Addictions as a Way to Manage Past Trauma
The inner effects of addictive behaviours cause tremendous suffering. Knowing the science behind addiction can help those addicted to substances and their treatment specialists better understand what is happening, and help lessen that suffering.
What is addiction?
Addiction is a chemical dependency on a substance that can influence the inner state of the mind and body. Substances enter into the bloodstream and are then routed to the brain. Mind altering substances shift one's state of being, creating an altering state by activating a hyper-production of neurotransmitters called 'dopamine". Neurotransmitters are known to be the messengers and now understood to transmit information to the brain.
What is dopamine?
Dopamine has two parts, one being the memory cell and transportation of the message to the pleasure reward center of the brain - creating a euphoric effect. The more substances are used, the more the brain gets conditioned, then leading to a state called tolerance. Therefore the brain requires more of the substance to create the same amount of dopamine. There does come a point where the brain can no longer produce a satisfactory amount of dopamine, regardless of how much substances are ingested. When this occurs, signals are sent from the brain leading to symptoms of withdrawal.
What is withdrawal?
When individuals do not have access to substances, their nervous system becomes psychologically and physiologically activated and in a state of crisis. This can lead to acute withdrawal symptoms including:
What other factors are involved in addiction?

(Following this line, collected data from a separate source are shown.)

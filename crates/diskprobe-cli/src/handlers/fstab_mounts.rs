use crate::output;
use anyhow::Result;
use diskprobe_system::{mounted_filesystems, parse_fstab, unmounted_entries};
use diskprobe_types::{RunVerdict, Severity, bracketed};
use std::collections::HashSet;
use std::path::Path;

pub fn handle(fstab_path: &Path) -> Result<Severity> {
    let verdict = match check_fstab(fstab_path) {
        Ok(missing) if missing.is_empty() => {
            RunVerdict::ok("All fstab filesystems are mounted")
        }
        Ok(missing) => RunVerdict::critical(format!(
            "Filesystems not mounted: {}",
            bracketed(&missing)
        )),
        // Unreadable fstab or mount table means the check itself cannot run
        Err(err) => RunVerdict::critical(err.to_string()),
    };

    output::print_verdict(&verdict);
    Ok(verdict.severity)
}

fn check_fstab(fstab_path: &Path) -> diskprobe_system::Result<Vec<String>> {
    let entries = parse_fstab(fstab_path)?;
    let mounted: HashSet<String> = mounted_filesystems()?
        .into_iter()
        .map(|mount| mount.mount_point)
        .collect();
    Ok(unmounted_entries(&entries, &mounted))
}
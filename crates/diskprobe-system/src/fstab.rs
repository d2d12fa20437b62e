use crate::{Error, Result};
use std::collections::HashSet;
use std::path::Path;

/// Default fstab location.
pub const FSTAB_PATH: &str = "/etc/fstab";

/// One fstab line worth checking: device, mount point, fs type, options.
#[derive(Debug, Clone, PartialEq, Eq)]
pub struct FstabEntry {
    pub device: String,
    pub mount_point: String,
    pub fs_type: String,
    pub options: String,
}

impl FstabEntry {
    /// Whether this entry is expected to appear in the mount table.
    /// Swap has no mount point, bind mounts alias an existing one, and
    /// `none`/commented mount points are placeholders.
    pub fn expects_mount(&self) -> bool {
        if self.fs_type == "swap" {
            return false;
        }
        if self.options.contains("bind") {
            return false;
        }
        if self.mount_point.is_empty()
            || self.mount_point == "none"
            || self.mount_point.starts_with('#')
        {
            return false;
        }
        true
    }
}

/// Parse an fstab file. Blank lines, comments, and lines with fewer than
/// four fields are skipped rather than rejected.
pub fn parse_fstab(path: &Path) -> Result<Vec<FstabEntry>> {
    let data =
        std::fs::read_to_string(path).map_err(|e| Error::Fstab(path.to_path_buf(), e))?;
    Ok(parse_fstab_text(&data))
}

fn parse_fstab_text(data: &str) -> Vec<FstabEntry> {
    data.lines()
        .map(str::trim)
        .filter(|line| !line.is_empty() && !line.starts_with('#'))
        .filter_map(parse_fstab_line)
        .collect()
}

fn parse_fstab_line(line: &str) -> Option<FstabEntry> {
    let fields: Vec<&str> = line.split_whitespace().collect();
    if fields.len() < 4 {
        return None;
    }
    Some(FstabEntry {
        device: fields[0].to_string(),
        mount_point: fields[1].to_string(),
        fs_type: fields[2].to_string(),
        options: fields[3].to_string(),
    })
}

/// Fstab entries that should be mounted but are not, as
/// `<mount point> (<device>)` findings in fstab order.
pub fn unmounted_entries(entries: &[FstabEntry], mounted: &HashSet<String>) -> Vec<String> {
    entries
        .iter()
        .filter(|entry| entry.expects_mount())
        .filter(|entry| !mounted.contains(&entry.mount_point))
        .map(|entry| format!("{} ({})", entry.mount_point, entry.device))
        .collect()
}
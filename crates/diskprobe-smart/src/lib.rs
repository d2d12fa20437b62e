// SMART engine - device resolution, smartctl execution, report parsing
// This layer turns raw smartctl text into per-device verdicts; presentation
// and exit-code plumbing live in the CLI layer above.

pub mod config;
pub mod devices;
pub mod error;
pub mod evaluate;
pub mod exec;
pub mod fleet;
pub mod parse;

pub use config::{
    DEFAULT_COMMAND_TIMEOUT, DEFAULT_CONFIG_FILE, DEFAULT_LONG_TEST_INTERVAL,
    DEFAULT_SHORT_TEST_INTERVAL, DEFAULT_SMARTCTL_PATH, SmartConfig,
};
pub use devices::{DEV_ROOT_ENV, detect_devices, resolve_devices};
pub use error::{Error, Result};
pub use evaluate::{evaluate_health, evaluate_offline_status, evaluate_self_tests};
pub use exec::{DiagnosticOutcome, DiagnosticTool, Smartctl, UNSUPPORTED_MARKERS};
pub use fleet::{
    DeviceQueue, HEALTH_LABELS, OFFLINE_STATUS_LABELS, SELF_TEST_LABELS, check_each,
};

A large majority of individuals having an addiction also suffer from an overactive or underactive nervous system as a result of complex early childhood trauma, where their nervous systems have been mapped to be overactive, living in a heightened state of fear arousal or underactive living in a more dissociative state.
When environmental trauma and victimization occur, the nervous system baseline operating functioning lives within feeling too much or too little.
Early on in life, many of my clients have learned to maladaptively manage the inner state of their nervous system, being over responsive and living in a state of fear or under responsive and living in a state of numbness, disconnection, fatigue, and becoming socially withdrawn by substance use and misuse. Learning healthier adaptive coping strategies to manage these states is critical to treating addictions.
When addiction treatment does not understand the impact of trauma on the nervous system, they are only treating the symptoms, not the underlying causes. These approaches fall short of understanding the impact of trauma and the nervous system. Providing individuals with the knowledge, training and skills to manage their inner state adaptively needs to be a key component of treatment or therapy itself. Without a doubt, trauma reinforces the substance abuse cycle.
How does this affect addiction treatment?
The treatment of addictions needs to shift from a pathologizing approach of a highly vulnerable population and move towards understanding addictions itself as a response to prior experiences of trauma. Safety is a "basic need" in Maslow's hierarchy. Without safety, people will always seek out quick, down and dirty easy ways to cope and survive, henceforth addictions.
Providing information on the neurobiology of trauma and addictive cycles on the brain and incorporating more current 'bottom up' approaches to treatment that consider teaching inner state regulation will significantly support those working with and treating those with addictions.